Hoje fiz amor com a água. Vi-a ao longe vestida de lagoa, linda linda. Desejei-a muito, na sua beleza convidativa ao prazer. Aproximei-me devagar, pé ante pé, consciente de que me observava atenta no seu delicado merujar. Fomo-nos cortejando sem pressas na silenciosa e intensa comunicação da sedução. Vejo-a então na sua magnitude e profundidade multidimensional. Que bela é! Tão antiga. Tantas as vozes e memórias que a habitam em gotas mais preciosas do que diamantes.

O meu coração bate forte num misto de reverência, curiosidade e expectativa. Os pés embatem numa pedra em forma de coração e o meu útero pulsa. Marota… Esta água sabe enfeitiçar uma mulher.
Sinto o apelo irresistível de a tocar, de a ter colada ao meu corpo, de saber a sua textura, o seu sabor na boca. De sentir como me beija a pele, de me misturar nela e perder-me na sua fluidez.

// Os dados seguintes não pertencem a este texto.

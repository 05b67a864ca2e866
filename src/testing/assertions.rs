//! Assertion functions for testing loader outputs.
//!
//! These compare batches, or the chunks that make them up, with expected
//! results and panic with a detailed message on mismatch.

use std::cmp::Ordering;
use std::collections::HashMap;
use std::fmt::Debug;
use std::hash::Hash;

/// Assert that a sequence of outputs matches the expected sequence exactly.
///
/// The message names the first position where the two diverge, or says
/// which side ran out early when one is a prefix of the other.
///
/// # Panics
///
/// Panics on the first differing position or on a length difference.
///
/// # Example
///
/// ```
/// use ironbatch::testing::assert_collections_equal;
///
/// let actual = vec![vec![1, 2], vec![3]];
/// assert_collections_equal(&actual, &[vec![1, 2], vec![3]]);
/// ```
pub fn assert_collections_equal<T: Debug + PartialEq>(actual: &[T], expected: &[T]) {
    let diverged = actual.iter().zip(expected).position(|(a, e)| a != e);
    if let Some(i) = diverged {
        panic!(
            "Outputs diverge at position {i}:\n  Expected: {:?}\n  Actual: {:?}\n  Matching prefix: {:?}",
            expected[i],
            actual[i],
            &expected[..i]
        );
    }
    match actual.len().cmp(&expected.len()) {
        Ordering::Less => panic!(
            "Outputs ended after {} of {} items:\n  Missing: {:?}",
            actual.len(),
            expected.len(),
            &expected[actual.len()..]
        ),
        Ordering::Greater => panic!(
            "Outputs ran {} items past the expected {}:\n  Extra: {:?}",
            actual.len() - expected.len(),
            expected.len(),
            &actual[expected.len()..]
        ),
        Ordering::Equal => {}
    }
}

/// Assert that two collections hold the same elements with the same
/// multiplicities, ignoring order.
///
/// Use this for the output of stages with more than one worker.
///
/// # Panics
///
/// Panics if some element occurs a different number of times.
///
/// # Example
///
/// ```
/// use ironbatch::testing::assert_collections_unordered_equal;
///
/// assert_collections_unordered_equal(&[3, 1, 2, 1], &[1, 1, 2, 3]);
/// ```
pub fn assert_collections_unordered_equal<T: Debug + Eq + Hash>(actual: &[T], expected: &[T]) {
    assert_eq!(
        actual.len(),
        expected.len(),
        "Collection length mismatch:\n  Expected length: {}\n  Actual length: {}\n  Expected: {expected:?}\n  Actual: {actual:?}",
        expected.len(),
        actual.len()
    );

    let mut counts: HashMap<&T, isize> = HashMap::new();
    for e in expected {
        *counts.entry(e).or_default() += 1;
    }
    for a in actual {
        *counts.entry(a).or_default() -= 1;
    }
    let missing: Vec<_> = counts.iter().filter(|(_, n)| **n > 0).map(|(e, _)| e).collect();
    let extra: Vec<_> = counts.iter().filter(|(_, n)| **n < 0).map(|(e, _)| e).collect();

    if !missing.is_empty() || !extra.is_empty() {
        panic!(
            "Collection content mismatch:\n  Missing elements: {missing:?}\n  Extra elements: {extra:?}\n  Expected: {expected:?}\n  Actual: {actual:?}"
        );
    }
}

/// Assert the layout of fixed-size chunks: every chunk but the last holds
/// exactly `k` items and the last holds between 1 and `k`.
///
/// # Panics
///
/// Panics on an empty chunk list or any chunk of the wrong size.
///
/// # Example
///
/// ```
/// use ironbatch::testing::assert_chunk_sizes;
///
/// assert_chunk_sizes(&[vec![1, 2, 3], vec![4, 5, 6], vec![7]], 3);
/// ```
pub fn assert_chunk_sizes<T: Debug>(chunks: &[Vec<T>], k: usize) {
    let Some((last, full)) = chunks.split_last() else {
        panic!("Expected at least one chunk of size {k}, got none");
    };
    for (i, chunk) in full.iter().enumerate() {
        assert_eq!(
            chunk.len(),
            k,
            "Chunk {i} has {} items, expected {k}:\n  Chunk: {chunk:?}",
            chunk.len()
        );
    }
    assert!(
        (1..=k).contains(&last.len()),
        "Last chunk has {} items, expected between 1 and {k}:\n  Chunk: {last:?}",
        last.len()
    );
}

/// Assert that every element in a collection satisfies a predicate.
///
/// # Panics
///
/// Panics if any element fails the predicate.
///
/// # Example
///
/// ```
/// use ironbatch::testing::assert_all;
///
/// let chunks = vec![vec![1], vec![2, 3]];
/// assert_all(&chunks, |c| !c.is_empty());
/// ```
pub fn assert_all<T: Debug>(collection: &[T], predicate: impl Fn(&T) -> bool) {
    for (i, item) in collection.iter().enumerate() {
        assert!(
            predicate(item),
            "Predicate failed for element at index {i}:\n  Element: {item:?}\n  Collection: {collection:?}"
        );
    }
}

A excitação cresce na antecipação do primeiro toque, do primeiro beijo. Aproximo os dedos dos pés e deixo que ela me conheça. Um arrepio corre-me da coluna à alma e devagar, muito devagar, vamo-nos descobrindo centímetro a centímetro. A cada avanço mergulho em mais do que sensações, numa dança feita veneração.

Sinto-me privilegiada por penetrar nela, ela penetrando o meu corpo nu como quem lê um almanaque. Abandono-me aos movimentos gentis da dança. A percepção do campo de Vida aquática que me rodeia, com tantos seres e micro universos emociona- me e peço desculpa pela intrusão na casa. Será que sou bem vinda? O consentimento é lei no sexo sagrado e eu não quero blasfemar a alquimia.

A água que me faz gente canta em uníssono com a água lagoa e eu sou a orquestra conduzida pela batuta do Grande Mistério.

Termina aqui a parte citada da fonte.